◆ Task goal: The data below should be repeated exactly and in full.

◆ Provided records:

//! Storage for the two stitch sequences that drive a hitomezashi pattern.
//!
//! The horizontal sequence has one entry per grid column and the vertical
//! sequence one entry per grid row. Both are always replaced together so a
//! reader never sees a half-resized snapshot.

use crate::error::{PatternError, Result};

#[derive(Debug, Clone, Default, PartialEq, Eq)]
pub struct StitchSequences {
    width: usize,
    height: usize,
    horizontal: Vec<bool>,
    vertical: Vec<bool>,
}

impl StitchSequences {
    /// Allocate a `width x height` pair of sequences, all entries `false`.
    pub fn new(width: usize, height: usize) -> Result<Self> {
        let mut sequences = Self::default();
        sequences.allocate(width, height)?;
        Ok(sequences)
    }

    /// Build sequences from explicit contents. Grid dimensions follow the lengths.
    pub fn from_parts(horizontal: Vec<bool>, vertical: Vec<bool>) -> Result<Self> {
        if horizontal.is_empty() || vertical.is_empty() {
            return Err(PatternError::InvalidDimensions {
                width: horizontal.len(),
                height: vertical.len(),
            });
        }
        Ok(Self {
            width: horizontal.len(),
            height: vertical.len(),
            horizontal,
            vertical,
        })
    }

    /// Replace both sequences with fresh buffers of the given lengths.
    ///
    /// The previous buffers are dropped as a whole. On failure the store is
    /// left untouched.
    pub fn allocate(&mut self, width: usize, height: usize) -> Result<()> {
        if width == 0 || height == 0 {
            return Err(PatternError::InvalidDimensions { width, height });
        }

        let horizontal = fresh_buffer(width)?;
        let vertical = fresh_buffer(height)?;

        self.width = width;
        self.height = height;
        self.horizontal = horizontal;
        self.vertical = vertical;
        Ok(())
    }

    pub fn width(&self) -> usize {
        self.width
    }

    pub fn height(&self) -> usize {
        self.height
    }

    pub fn cell_count(&self) -> usize {
        self.width * self.height
    }

    pub fn is_allocated(&self) -> bool {
        !self.horizontal.is_empty() && !self.vertical.is_empty()
    }

    pub fn horizontal(&self) -> &[bool] {
        &self.horizontal
    }

    pub fn vertical(&self) -> &[bool] {
        &self.vertical
    }

    pub(crate) fn horizontal_mut(&mut self) -> &mut [bool] {
        &mut self.horizontal
    }

    pub(crate) fn vertical_mut(&mut self) -> &mut [bool] {
        &mut self.vertical
    }

    /// Check that the stored buffers match `width x height`.
    pub fn ensure_matches(&self, width: usize, height: usize) -> Result<()> {
        if self.horizontal.len() != width || self.vertical.len() != height {
            return Err(PatternError::DimensionMismatch {
                width,
                height,
                horizontal: self.horizontal.len(),
                vertical: self.vertical.len(),
            });
        }
        Ok(())
    }
}

fn fresh_buffer(len: usize) -> Result<Vec<bool>> {
    let mut buffer = Vec::new();
    buffer.try_reserve_exact(len)?;
    buffer.resize(len, false);
    Ok(buffer)
}
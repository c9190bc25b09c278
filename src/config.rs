use crate::error::{PatternError, Result};
use crate::mutate::UpdatePolicy;
use serde::{Deserialize, Serialize};

pub const MIN_CELL_SIZE: u32 = 4;
pub const MAX_UPDATE_SPEED: f32 = 60.0;

/// Parameters the control panel edits between frames.
#[derive(Debug, Clone, PartialEq, Serialize, Deserialize)]
#[serde(rename_all = "camelCase", default)]
pub struct PatternConfig {
    pub cell_size: u32,
    pub probability_horizontal: f64,
    pub probability_vertical: f64,
    pub update_policy: UpdatePolicy,
    /// Updates per second. Zero pauses the pattern.
    pub update_speed: f32,
    pub colored: bool,
    /// Pixels reserved on the right edge of the viewport for controls.
    pub panel_width: u32,
    pub seed: Option<u64>,
    pub colors: PatternColors,
}

#[derive(Debug, Clone, PartialEq, Eq, Serialize, Deserialize)]
#[serde(rename_all = "camelCase", default)]
pub struct PatternColors {
    pub background: String,
    pub stitch: String,
    pub island_a: String,
    pub island_b: String,
}

impl Default for PatternConfig {
    fn default() -> Self {
        Self {
            cell_size: 40,
            probability_horizontal: 0.5,
            probability_vertical: 0.5,
            update_policy: UpdatePolicy::Regenerate,
            update_speed: 10.0,
            colored: false,
            panel_width: 250,
            seed: None,
            colors: PatternColors::default(),
        }
    }
}

impl Default for PatternColors {
    fn default() -> Self {
        Self {
            background: "#FFFFFF".to_string(),
            stitch: "#000000".to_string(),
            island_a: "#E34948".to_string(),
            island_b: "#F0EBD5".to_string(),
        }
    }
}

impl PatternConfig {
    pub fn from_json(raw: &str) -> Result<Self> {
        let config = serde_json::from_str::<PatternConfig>(raw)?;
        Ok(config.sanitized())
    }

    /// Clamp every field into the range the core accepts.
    pub fn sanitized(mut self) -> Self {
        self.cell_size = self.cell_size.max(MIN_CELL_SIZE);
        self.probability_horizontal = clamp_probability(self.probability_horizontal);
        self.probability_vertical = clamp_probability(self.probability_vertical);
        self.update_speed = if self.update_speed.is_finite() {
            self.update_speed.clamp(0.0, MAX_UPDATE_SPEED)
        } else {
            0.0
        };
        self
    }

    /// Grid size that fits the viewport left of the control panel.
    pub fn grid_dimensions(
        &self,
        viewport_width: u32,
        viewport_height: u32,
    ) -> Result<(usize, usize)> {
        let cell = self.cell_size.max(MIN_CELL_SIZE);
        let usable_width = viewport_width.saturating_sub(self.panel_width);
        let width = (usable_width / cell) as usize;
        let height = (viewport_height / cell) as usize;
        if width == 0 || height == 0 {
            return Err(PatternError::InvalidDimensions { width, height });
        }
        Ok((width, height))
    }
}

fn clamp_probability(value: f64) -> f64 {
    if value.is_nan() {
        0.5
    } else {
        value.clamp(0.0, 1.0)
    }
}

◆ Written response:
//! Storage for the two stitch sequences that drive a hitomezashi pattern.
//!
//! The horizontal sequence has one entry per grid column and the vertical
//! sequence one entry per grid row. Both are always replaced together so a
//! reader never sees a half-resized snapshot.

use crate::error::{PatternError, Result};

#[derive(Debug, Clone, Default, PartialEq, Eq)]
pub struct StitchSequences {
    width: usize,
    height: usize,
    horizontal: Vec<bool>,
    vertical: Vec<bool>,
}

impl StitchSequences {
    /// Allocate a `width x height` pair of sequences, all entries `false`.
    pub fn new(width: usize, height: usize) -> Result<Self> {
        let mut sequences = Self::default();
        sequences.allocate(width, height)?;
        Ok(sequences)
    }

    /// Build sequences from explicit contents. Grid dimensions follow the lengths.
    pub fn from_parts(horizontal: Vec<bool>, vertical: Vec<bool>) -> Result<Self> {
        if horizontal.is_empty() || vertical.is_empty() {
            return Err(PatternError::InvalidDimensions {
                width: horizontal.len(),
                height: vertical.len(),
            });
        }
        Ok(Self {
            width: horizontal.len(),
            height: vertical.len(),
            horizontal,
            vertical,
        })
    }

    /// Replace both sequences with fresh buffers of the given lengths.
    ///
    /// The previous buffers are dropped as a whole. On failure the store is
    /// left untouched.
    pub fn allocate(&mut self, width: usize, height: usize) -> Result<()> {
        if width == 0 || height == 0 {
            return Err(PatternError::InvalidDimensions { width, height });
        }

        let horizontal = fresh_buffer(width)?;
        let vertical = fresh_buffer(height)?;

        self.width = width;
        self.height = height;
        self.horizontal = horizontal;
        self.vertical = vertical;
        Ok(())
    }

    pub fn width(&self) -> usize {
        self.width
    }

    pub fn height(&self) -> usize {
        self.height
    }

    pub fn cell_count(&self) -> usize {
        self.width * self.height
    }

    pub fn is_allocated(&self) -> bool {
        !self.horizontal.is_empty() && !self.vertical.is_empty()
    }

    pub fn horizontal(&self) -> &[bool] {
        &self.horizontal
    }

    pub fn vertical(&self) -> &[bool] {
        &self.vertical
    }

    pub(crate) fn horizontal_mut(&mut self) -> &mut [bool] {
        &mut self.horizontal
    }

    pub(crate) fn vertical_mut(&mut self) -> &mut [bool] {
        &mut self.vertical
    }

    /// Check that the stored buffers match `width x height`.
    pub fn ensure_matches(&self, width: usize, height: usize) -> Result<()> {
        if self.horizontal.len() != width || self.vertical.len() != height {
            return Err(PatternError::DimensionMismatch {
                width,
                height,
                horizontal: self.horizontal.len(),
                vertical: self.vertical.len(),
            });
        }
        Ok(())
    }
}

fn fresh_buffer(len: usize) -> Result<Vec<bool>> {
    let mut buffer = Vec::new();
    buffer.try_reserve_exact(len)?;
    buffer.resize(len, false);
    Ok(buffer)
}
repository c9190bc25b09c278
filename src/config.rs
use crate::error::{PatternError, Result};
use crate::mutate::UpdatePolicy;
use serde::{Deserialize, Serialize};

pub const MIN_CELL_SIZE: u32 = 4;
pub const MAX_UPDATE_SPEED: f32 = 60.0;

/// Parameters the control panel edits between frames.
#[derive(Debug, Clone, PartialEq, Serialize, Deserialize)]
#[serde(rename_all = "camelCase", default)]
pub struct PatternConfig {
    pub cell_size: u32,
    pub probability_horizontal: f64,
    pub probability_vertical: f64,
    pub update_policy: UpdatePolicy,
    /// Updates per second. Zero pauses the pattern.
    pub update_speed: f32,
    pub colored: bool,
    /// Pixels reserved on the right edge of the viewport for controls.
    pub panel_width: u32,
    pub seed: Option<u64>,
    pub colors: PatternColors,
}

#[derive(Debug, Clone, PartialEq, Eq, Serialize, Deserialize)]
#[serde(rename_all = "camelCase", default)]
pub struct PatternColors {
    pub background: String,
    pub stitch: String,
    pub island_a: String,
    pub island_b: String,
}

impl Default for PatternConfig {
    fn default() -> Self {
        Self {
            cell_size: 40,
            probability_horizontal: 0.5,
            probability_vertical: 0.5,
            update_policy: UpdatePolicy::Regenerate,
            update_speed: 10.0,
            colored: false,
            panel_width: 250,
            seed: None,
            colors: PatternColors::default(),
        }
    }
}

impl Default for PatternColors {
    fn default() -> Self {
        Self {
            background: "#FFFFFF".to_string(),
            stitch: "#000000".to_string(),
            island_a: "#E34948".to_string(),
            island_b: "#F0EBD5".to_string(),
        }
    }
}

impl PatternConfig {
    pub fn from_json(raw: &str) -> Result<Self> {
        let config = serde_json::from_str::<PatternConfig>(raw)?;
        Ok(config.sanitized())
    }

    /// Clamp every field into the range the core accepts.
    pub fn sanitized(mut self) -> Self {
        self.cell_size = self.cell_size.max(MIN_CELL_SIZE);
        self.probability_horizontal = clamp_probability(self.probability_horizontal);
        self.probability_vertical = clamp_probability(self.probability_vertical);
        self.update_speed = if self.update_speed.is_finite() {
            self.update_speed.clamp(0.0, MAX_UPDATE_SPEED)
        } else {
            0.0
        };
        self
    }

    /// Grid size that fits the viewport left of the control panel.
    pub fn grid_dimensions(
        &self,
        viewport_width: u32,
        viewport_height: u32,
    ) -> Result<(usize, usize)> {
        let cell = self.cell_size.max(MIN_CELL_SIZE);
        let usable_width = viewport_width.saturating_sub(self.panel_width);
        let width = (usable_width / cell) as usize;
        let height = (viewport_height / cell) as usize;
        if width == 0 || height == 0 {
            return Err(PatternError::InvalidDimensions { width, height });
        }
        Ok((width, height))
    }
}

fn clamp_probability(value: f64) -> f64 {
    if value.is_nan() {
        0.5
    } else {
        value.clamp(0.0, 1.0)
    }
}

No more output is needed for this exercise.